Step 1 – Weatherproof Membrane

If you are installing your flagstone patio from scratch then you most likely used landscaper’s fabric to prevent weeds from growing between or through the flagstones. This is one key step to weatherproofing a flagstone patio. For this you will also want use a weatherproof membrane which resembles rubber with little pockets throughout the surface. The membrane prevents water from entering the site and is instead absorbed by the surrounding ground. The membrane is cut to fit the site and is then placed directly on top of the sand.

Step 2 – Sand

Using mortar to seal the edges of the flagstone patio stones will ruin the overall look of the patio. The traditional way is to use sand to do the job for you because once dry it is compacted and very hard. If you are in an area that gets a lot of rain this may not be practical. The solution is to use a product that is known as a quick-set or mortar sand. It is still sand but is treated with certain additives that when wet it is just like typical sand but when it dries it dries as hard as concrete. You can still work with it in the same manner as typical sand.

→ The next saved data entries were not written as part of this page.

//! Application configuration.
//!
//! Loaded from TOML (default `~/.clashlink/config.toml`). Every section is
//! optional; a missing file yields the built-in defaults. A few settings can
//! be overridden from the environment for container deployments.

use std::path::{Path, PathBuf};

use anyhow::{bail, Context, Result};
use serde::{Deserialize, Serialize};

use crate::clash::GenerationOptions;

/// Env override for [`StorageConfig::subscriptions_dir`].
pub const ENV_SUBSCRIPTIONS_DIR: &str = "CLASHLINK_SUBSCRIPTIONS_DIR";

/// Env override for [`GatewayConfig::port`].
pub const ENV_PORT: &str = "CLASHLINK_PORT";

#[derive(Debug, Clone, Serialize, Deserialize)]
#[serde(default)]
pub struct AppConfig {
    /// Log filter used when `RUST_LOG` is unset.
    pub log_level: String,
    pub gateway: GatewayConfig,
    pub storage: StorageConfig,
    /// Defaults for options a generate request leaves out.
    pub generation: GenerationOptions,
    /// File this config was read from; `None` for built-in defaults.
    #[serde(skip)]
    pub source: Option<PathBuf>,
}

impl Default for AppConfig {
    fn default() -> Self {
        Self {
            log_level: "info".to_string(),
            gateway: GatewayConfig::default(),
            storage: StorageConfig::default(),
            generation: GenerationOptions::default(),
            source: None,
        }
    }
}

#[derive(Debug, Clone, Serialize, Deserialize)]
#[serde(default)]
pub struct GatewayConfig {
    pub host: String,
    pub port: u16,
    /// Base URL for subscription links, e.g. `https://subs.example.com`.
    /// When unset, links are built from the request `Host` header.
    pub public_url: Option<String>,
    pub request_timeout_secs: u64,
    pub max_body_bytes: usize,
}

impl Default for GatewayConfig {
    fn default() -> Self {
        Self {
            host: "127.0.0.1".to_string(),
            port: 8080,
            public_url: None,
            request_timeout_secs: 30,
            max_body_bytes: 1024 * 1024,
        }
    }
}

#[derive(Debug, Clone, Serialize, Deserialize)]
#[serde(default)]
pub struct StorageConfig {
    pub subscriptions_dir: PathBuf,
}

impl Default for StorageConfig {
    fn default() -> Self {
        Self {
            subscriptions_dir: state_dir().join("subscriptions"),
        }
    }
}

/// `~/.clashlink`, or `./.clashlink` when no home directory is known.
pub fn state_dir() -> PathBuf {
    directories::BaseDirs::new()
        .map(|d| d.home_dir().to_path_buf())
        .unwrap_or_else(|| PathBuf::from("."))
        .join(".clashlink")
}

/// Default config file location: `~/.clashlink/config.toml`.
pub fn default_config_path() -> PathBuf {
    state_dir().join("config.toml")
}

impl AppConfig {
    /// Load configuration.
    ///
    /// An explicit `path` must exist. Without one, the default location is
    /// tried and skipped when absent; [`AppConfig::source`] records which
    /// file, if any, was used. Environment overrides are applied last, then
    /// the result is validated.
    pub fn load(path: Option<&Path>) -> Result<Self> {
        let mut config = match path {
            Some(path) => Self::from_file(path)?,
            None => {
                let default_path = default_config_path();
                if default_path.exists() {
                    Self::from_file(&default_path)?
                } else {
                    Self::default()
                }
            }
        };

        config.apply_env_overrides(|key| std::env::var(key).ok())?;
        config.validate()?;
        Ok(config)
    }

    pub fn from_file(path: &Path) -> Result<Self> {
        let content = std::fs::read_to_string(path)
            .with_context(|| format!("failed to read config file {}", path.display()))?;
        let mut config = Self::from_toml(&content)
            .with_context(|| format!("failed to parse config file {}", path.display()))?;
        config.source = Some(path.to_path_buf());
        Ok(config)
    }

    pub fn from_toml(content: &str) -> Result<Self> {
        let mut config: Self = toml::from_str(content)?;
        config.generation = config.generation.normalized();
        Ok(config)
    }

    /// Apply environment overrides through `lookup` (`std::env::var` in
    /// production, a map in tests).
    pub fn apply_env_overrides<F>(&mut self, lookup: F) -> Result<()>
    where
        F: Fn(&str) -> Option<String>,
    {
        if let Some(dir) = lookup(ENV_SUBSCRIPTIONS_DIR).filter(|d| !d.trim().is_empty()) {
            self.storage.subscriptions_dir = PathBuf::from(dir.trim());
        }
        if let Some(port) = lookup(ENV_PORT) {
            self.gateway.port = port
                .trim()
                .parse()
                .with_context(|| format!("{ENV_PORT} must be a port number, got '{port}'"))?;
        }
        Ok(())
    }

    pub fn validate(&self) -> Result<()> {
        if self.gateway.port == 0 {
            bail!("gateway.port must be between 1 and 65535");
        }
        if self.gateway.request_timeout_secs == 0 {
            bail!("gateway.request_timeout_secs must be greater than zero");
        }
        if self.gateway.max_body_bytes == 0 {
            bail!("gateway.max_body_bytes must be greater than zero");
        }
        if let Some(url) = &self.gateway.public_url {
            url::Url::parse(url)
                .with_context(|| format!("gateway.public_url is not a valid URL: {url}"))?;
        }
        Ok(())
    }

    /// `host:port` the gateway binds to.
    pub fn listen_addr(&self) -> String {
        format!("{}:{}", self.gateway.host, self.gateway.port)
    }
}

You pour it over the patio and then broom it into the gaps. You then wet it down and repeat with more sand until the gaps are completely full and dry.

Step 3 – Sealer

To prevent the color of the flagstone from fading you will want to seal it with a special weather coating. It resembles polyurethane but is formulated specifically for flagstones. You can purchase stone sealer with special color enhancing additives added to it. Application of the sealant is as simple as painting a wall. Simply pour the sealant into a paint tray and then use a paintbrush or paint roller to apply at least two layers of sealant to the flagstone patio.